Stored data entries
###

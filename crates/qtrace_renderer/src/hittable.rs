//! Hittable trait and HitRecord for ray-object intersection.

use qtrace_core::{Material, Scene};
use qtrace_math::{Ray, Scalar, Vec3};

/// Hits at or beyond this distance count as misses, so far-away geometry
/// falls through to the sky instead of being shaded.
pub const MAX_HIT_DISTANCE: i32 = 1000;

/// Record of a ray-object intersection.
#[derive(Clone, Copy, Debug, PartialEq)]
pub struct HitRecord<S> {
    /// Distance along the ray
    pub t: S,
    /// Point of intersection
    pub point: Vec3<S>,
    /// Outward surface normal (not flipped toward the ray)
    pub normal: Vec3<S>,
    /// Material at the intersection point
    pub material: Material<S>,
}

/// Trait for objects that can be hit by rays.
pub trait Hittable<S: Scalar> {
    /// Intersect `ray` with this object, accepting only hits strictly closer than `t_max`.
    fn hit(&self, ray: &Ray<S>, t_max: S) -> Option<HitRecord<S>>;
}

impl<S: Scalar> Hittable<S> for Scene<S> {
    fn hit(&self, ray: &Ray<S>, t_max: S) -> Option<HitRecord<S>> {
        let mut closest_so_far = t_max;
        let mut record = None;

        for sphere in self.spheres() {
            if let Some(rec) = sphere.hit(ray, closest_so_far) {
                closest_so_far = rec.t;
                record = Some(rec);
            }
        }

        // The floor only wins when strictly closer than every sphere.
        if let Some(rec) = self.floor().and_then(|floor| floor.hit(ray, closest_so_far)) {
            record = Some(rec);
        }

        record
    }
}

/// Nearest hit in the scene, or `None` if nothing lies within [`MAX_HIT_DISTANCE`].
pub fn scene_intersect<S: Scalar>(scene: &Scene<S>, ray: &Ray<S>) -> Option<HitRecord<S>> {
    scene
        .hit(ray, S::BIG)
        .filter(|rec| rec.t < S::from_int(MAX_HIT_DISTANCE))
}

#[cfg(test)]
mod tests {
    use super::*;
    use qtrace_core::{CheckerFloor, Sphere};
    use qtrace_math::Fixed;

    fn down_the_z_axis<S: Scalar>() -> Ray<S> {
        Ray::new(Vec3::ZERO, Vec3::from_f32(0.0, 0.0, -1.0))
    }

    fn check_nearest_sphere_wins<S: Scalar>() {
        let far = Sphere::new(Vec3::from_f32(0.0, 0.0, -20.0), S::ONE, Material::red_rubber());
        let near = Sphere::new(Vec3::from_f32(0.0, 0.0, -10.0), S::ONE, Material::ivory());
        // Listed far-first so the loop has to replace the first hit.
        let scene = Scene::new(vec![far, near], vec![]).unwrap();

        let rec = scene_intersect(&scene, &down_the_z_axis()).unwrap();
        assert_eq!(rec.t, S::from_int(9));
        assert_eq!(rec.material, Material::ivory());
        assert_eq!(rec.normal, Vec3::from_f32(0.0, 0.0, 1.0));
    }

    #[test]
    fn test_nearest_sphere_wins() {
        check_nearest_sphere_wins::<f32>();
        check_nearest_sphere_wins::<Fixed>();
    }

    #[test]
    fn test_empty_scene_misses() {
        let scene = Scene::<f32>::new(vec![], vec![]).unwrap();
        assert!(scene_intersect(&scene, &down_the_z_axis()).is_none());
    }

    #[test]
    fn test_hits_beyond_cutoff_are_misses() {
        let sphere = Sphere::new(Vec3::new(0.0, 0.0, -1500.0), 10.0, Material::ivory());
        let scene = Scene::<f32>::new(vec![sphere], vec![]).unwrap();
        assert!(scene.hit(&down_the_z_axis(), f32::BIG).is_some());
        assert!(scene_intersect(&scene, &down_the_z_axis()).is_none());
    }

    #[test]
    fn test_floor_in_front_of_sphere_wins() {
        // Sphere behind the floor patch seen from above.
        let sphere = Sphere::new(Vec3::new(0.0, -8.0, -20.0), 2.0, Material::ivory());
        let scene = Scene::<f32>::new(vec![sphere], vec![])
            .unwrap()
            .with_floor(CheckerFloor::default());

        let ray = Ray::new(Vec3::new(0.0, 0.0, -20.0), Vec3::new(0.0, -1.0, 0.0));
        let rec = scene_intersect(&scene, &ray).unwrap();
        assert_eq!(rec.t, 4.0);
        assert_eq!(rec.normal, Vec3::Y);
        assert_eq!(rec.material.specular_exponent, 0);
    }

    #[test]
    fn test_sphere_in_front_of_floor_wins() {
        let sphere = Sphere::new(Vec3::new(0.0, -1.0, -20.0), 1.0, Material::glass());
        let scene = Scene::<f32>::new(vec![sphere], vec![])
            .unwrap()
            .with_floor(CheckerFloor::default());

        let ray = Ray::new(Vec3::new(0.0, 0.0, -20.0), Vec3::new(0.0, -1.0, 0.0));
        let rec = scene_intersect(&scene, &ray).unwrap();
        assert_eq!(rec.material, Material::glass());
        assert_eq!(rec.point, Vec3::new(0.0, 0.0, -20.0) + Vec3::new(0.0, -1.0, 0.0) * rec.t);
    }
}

###

DESCRIPTION OF THE TASK | Show a copy of each line from the data that includes the word "than".

RESPONSE TO THE EXERCISE |
    /// Intersect `ray` with this object, accepting only hits strictly closer than `t_max`.
        // The floor only wins when strictly closer than every sphere.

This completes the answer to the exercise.